Osthole improves glucose and lipid metabolism via modulation of PPARα/γ-mediated target gene expression in liver, adipose tissue, and skeletal muscle in fatty liver rats

Abstract

Context: Osthole may be a dual agonist of peroxisome proliferator-activated receptors (PPAR) α/γ and ameliorate the insulin resistance (IR), but its mechanisms are not yet understood completely.Objective: We investigated the effects of osthole on PPARα/γ-mediated target genes involved in glucose and lipid metabolism in liver, adipose tissue, and skeletal muscle in fatty liver and IR rats.Materials and methods: The rat model was established by orally feeding high-fat and high-sucrose emulsion for 9 weeks.
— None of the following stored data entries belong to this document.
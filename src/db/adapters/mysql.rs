//! MySQL and MariaDB adapter backed by a sqlx connection pool.

use std::time::{Duration, Instant};

use async_trait::async_trait;
use sqlx::mysql::{MySqlConnectOptions, MySqlPool, MySqlPoolOptions, MySqlSslMode};
use tracing::debug;

use crate::db::adapter::{Adapter, TxHandle, is_row_returning, run_transaction, string_field};
use crate::db::adapters::connect_error;
use crate::db::builder::{MySqlBuilder, SqlBuilder};
use crate::db::ddl;
use crate::db::decode::RowToJson;
use crate::error::DbResult;
use crate::models::{
    ColumnInfo, ConnectionConfig, DatabaseType, IndexInfo, QueryParam, QueryResult, ServerStats,
};

/// Adapter for MySQL and MariaDB servers.
#[derive(Clone)]
pub struct MySqlAdapter {
    id: String,
    pool: MySqlPool,
    builder: MySqlBuilder,
}

impl std::fmt::Debug for MySqlAdapter {
    fn fmt(&self, f: &mut std::fmt::Formatter<'_>) -> std::fmt::Result {
        f.debug_struct("MySqlAdapter")
            .field("id", &self.id)
            .finish_non_exhaustive()
    }
}

impl MySqlAdapter {
    /// Open a connection pool for `config`. Fails if the server cannot be
    /// reached or rejects the credentials.
    pub async fn connect(config: &ConnectionConfig) -> DbResult<Self> {
        let mut options = MySqlConnectOptions::new()
            .host(&config.host)
            .port(config.effective_port())
            .username(&config.user)
            .password(&config.password)
            .charset("utf8mb4");

        if let Some(database) = &config.database {
            options = options.database(database);
        }
        if let Some(mysql) = &config.options.mysql {
            if let Some(charset) = &mysql.charset {
                options = options.charset(charset);
            }
            if let Some(socket) = &mysql.socket {
                options = options.socket(socket);
            }
        }
        if let Some(ssl) = config.ssl {
            options = options.ssl_mode(if ssl {
                MySqlSslMode::Required
            } else {
                MySqlSslMode::Disabled
            });
        }

        let pool = MySqlPoolOptions::new()
            .min_connections(config.pool.min_connections_or_default())
            .max_connections(config.pool.max_connections_or_default())
            .acquire_timeout(Duration::from_millis(config.connect_timeout_or_default()))
            .idle_timeout(Some(Duration::from_millis(
                config.pool.idle_timeout_or_default(),
            )))
            .connect_with(options)
            .await
            .map_err(|e| {
                connect_error(
                    DatabaseType::MySql,
                    &config.host,
                    config.effective_port(),
                    e,
                )
            })?;

        Ok(Self {
            id: config.id.clone(),
            pool,
            builder: MySqlBuilder,
        })
    }
}

fn bind_param<'q>(
    query: sqlx::query::Query<'q, sqlx::MySql, sqlx::mysql::MySqlArguments>,
    param: &'q QueryParam,
) -> sqlx::query::Query<'q, sqlx::MySql, sqlx::mysql::MySqlArguments> {
    match param {
        QueryParam::Null => query.bind(None::<String>),
        QueryParam::Bool(v) => query.bind(*v),
        QueryParam::Int(v) => query.bind(*v),
        QueryParam::Float(v) => query.bind(*v),
        QueryParam::String(v) => query.bind(v.as_str()),
        QueryParam::Bytes(v) => query.bind(v.as_slice()),
    }
}

/// Maps `SHOW GLOBAL STATUS` variable names onto [`ServerStats`].
fn status_pairs_to_stats(pairs: &[(String, String)]) -> ServerStats {
    let mut stats = ServerStats::default();
    for (name, value) in pairs {
        let number = value.trim().parse::<u64>().ok();
        match name.as_str() {
            "Uptime" => stats.uptime_secs = number.unwrap_or(0),
            "Threads_connected" => stats.current_connections = number.unwrap_or(0),
            "Max_used_connections" => stats.max_connections = number.unwrap_or(0),
            "Questions" => stats.total_queries = number.unwrap_or(0),
            "Slow_queries" => stats.slow_queries = number.unwrap_or(0),
            "Bytes_received" => stats.bytes_received = number.unwrap_or(0),
            "Bytes_sent" => stats.bytes_sent = number.unwrap_or(0),
            "Threads_running" => stats.threads_running = number,
            _ => {
                stats
                    .additional
                    .insert(name.clone(), serde_json::Value::String(value.clone()));
            }
        }
    }
    stats
}

#[async_trait]
impl Adapter for MySqlAdapter {
    fn connection_id(&self) -> &str {
        &self.id
    }

    fn database_type(&self) -> DatabaseType {
        DatabaseType::MySql
    }

    fn builder(&self) -> &dyn SqlBuilder {
        &self.builder
    }

    async fn disconnect(&self) -> DbResult<()> {
        self.pool.close().await;
        Ok(())
    }

    fn is_connected(&self) -> bool {
        !self.pool.is_closed()
    }

    async fn ping(&self) -> bool {
        match sqlx::query("SELECT 1").execute(&self.pool).await {
            Ok(_) => true,
            Err(err) => {
                debug!(connection_id = %self.id, error = %err, "MySQL ping failed");
                false
            }
        }
    }

    async fn execute_query(&self, sql: &str, params: &[QueryParam]) -> DbResult<QueryResult> {
        let start = Instant::now();
        debug!(
            connection_id = %self.id,
            sql = %sql,
            param_count = params.len(),
            "Executing MySQL statement"
        );

        let mut query = sqlx::query(sql);
        for param in params {
            query = bind_param(query, param);
        }

        if is_row_returning(sql) {
            let rows = query.fetch_all(&self.pool).await?;
            let columns = rows
                .first()
                .map(|row| row.column_metadata())
                .unwrap_or_default();
            let mapped = rows.iter().map(|row| row.to_json_map()).collect();
            Ok(QueryResult {
                columns,
                rows: mapped,
                rows_affected: None,
                execution_time_ms: start.elapsed().as_millis() as u64,
            })
        } else {
            let done = query.execute(&self.pool).await?;
            Ok(QueryResult::write_result(
                done.rows_affected(),
                start.elapsed().as_millis() as u64,
            ))
        }
    }

    async fn execute_transaction(&self, statements: &[String]) -> DbResult<u64> {
        debug!(
            connection_id = %self.id,
            statement_count = statements.len(),
            "Executing MySQL transaction"
        );
        let tx = self.pool.begin().await?;
        run_transaction(MySqlTx(tx), statements).await
    }

    /// `SHOW CREATE TABLE` gives the authoritative DDL, so prefer it over
    /// rebuilding from catalog metadata.
    async fn native_table_ddl(&self, schema: &str, table: &str) -> DbResult<Option<String>> {
        let sql = self.builder.table_ddl_query(schema, table);
        let result = self.execute_query(&sql, &[]).await?;
        let ddl = result
            .rows
            .first()
            .and_then(|row| string_field(row, "Create Table"));
        Ok(ddl)
    }

    fn build_create_table(
        &self,
        schema: &str,
        table: &str,
        columns: &[ColumnInfo],
        indexes: &[IndexInfo],
    ) -> String {
        ddl::mysql_create_table(schema, table, columns, indexes)
    }

    fn transform_server_stats(&self, pairs: &[(String, String)]) -> ServerStats {
        status_pairs_to_stats(pairs)
    }
}

struct MySqlTx(sqlx::Transaction<'static, sqlx::MySql>);

impl TxHandle for MySqlTx {
    async fn run(&mut self, sql: &str) -> DbResult<u64> {
        let done = sqlx::query(sql).execute(&mut *self.0).await?;
        Ok(done.rows_affected())
    }

    async fn commit(self) -> DbResult<()> {
        self.0.commit().await?;
        Ok(())
    }

    async fn rollback(self) -> DbResult<()> {
        self.0.rollback().await?;
        Ok(())
    }
}

#[cfg(test)]
mod tests {
    use super::*;

    fn pair(name: &str, value: &str) -> (String, String) {
        (name.to_string(), value.to_string())
    }

    #[test]
    fn test_status_pairs_map_known_variables() {
        let stats = status_pairs_to_stats(&[
            pair("Uptime", "86400"),
            pair("Threads_connected", "12"),
            pair("Max_used_connections", "40"),
            pair("Questions", "123456"),
            pair("Slow_queries", "7"),
            pair("Bytes_received", "1024"),
            pair("Bytes_sent", "2048"),
            pair("Threads_running", "3"),
        ]);

        assert_eq!(stats.uptime_secs, 86400);
        assert_eq!(stats.current_connections, 12);
        assert_eq!(stats.max_connections, 40);
        assert_eq!(stats.total_queries, 123456);
        assert_eq!(stats.slow_queries, 7);
        assert_eq!(stats.bytes_received, 1024);
        assert_eq!(stats.bytes_sent, 2048);
        assert_eq!(stats.threads_running, Some(3));
        assert!(stats.additional.is_empty());
    }

    #[test]
    fn test_status_pairs_keep_unknown_variables() {
        let stats = status_pairs_to_stats(&[
            pair("Uptime", "10"),
            pair("Innodb_buffer_pool_reads", "55"),
        ]);

        assert_eq!(stats.uptime_secs, 10);
        assert_eq!(
            stats.additional.get("Innodb_buffer_pool_reads"),
            Some(&serde_json::Value::String("55".to_string()))
        );
    }

    #[test]
    fn test_status_pairs_tolerate_non_numeric_values() {
        let stats = status_pairs_to_stats(&[pair("Uptime", "not-a-number")]);
        assert_eq!(stats.uptime_secs, 0);
    }
}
The experimental rats were treated with osthole 5–10 mg/kg by gavage after feeding the emulsion for 6 weeks, and were sacrificed 4 weeks after administration.Results: After treatment with osthole 5–10 mg/kg for 4 weeks, the lipid levels in serum and liver were decreased by 37.9–67.2% and 31.4–38.5% for triglyceride, 33.1–47.5% and 28.5–31.2% for free fatty acid, respectively, the fasting blood glucose, fasting serum insulin, and homeostasis model assessment of IR were also decreased by 17.2–22.7%, 25.9–26.7%, and 37.5–42.8%, respectively. Osthole treatment might simultaneously decrease the sterol regulatory element binding protein-1c, diacylglycerol acyltransferase, and fatty acid synthase mRNA expressions in liver and adipose tissue, and increase the carnitine palmitoyltransferase-1A mRNA expression in liver and glucose transporter-4 mRNA expression in skeletal muscle, especially in the osthole 10 mg/kg group (p < 0.01).Discussion and conclusion: Osthole can improve glucose and lipid metabolism in fatty liver and IR rats, and its mechanisms may be associated with synergic modulation of PPARα/γ-mediated target genes involved in glucose and lipid metabolism in liver, adipose tissue, and skeletal muscle.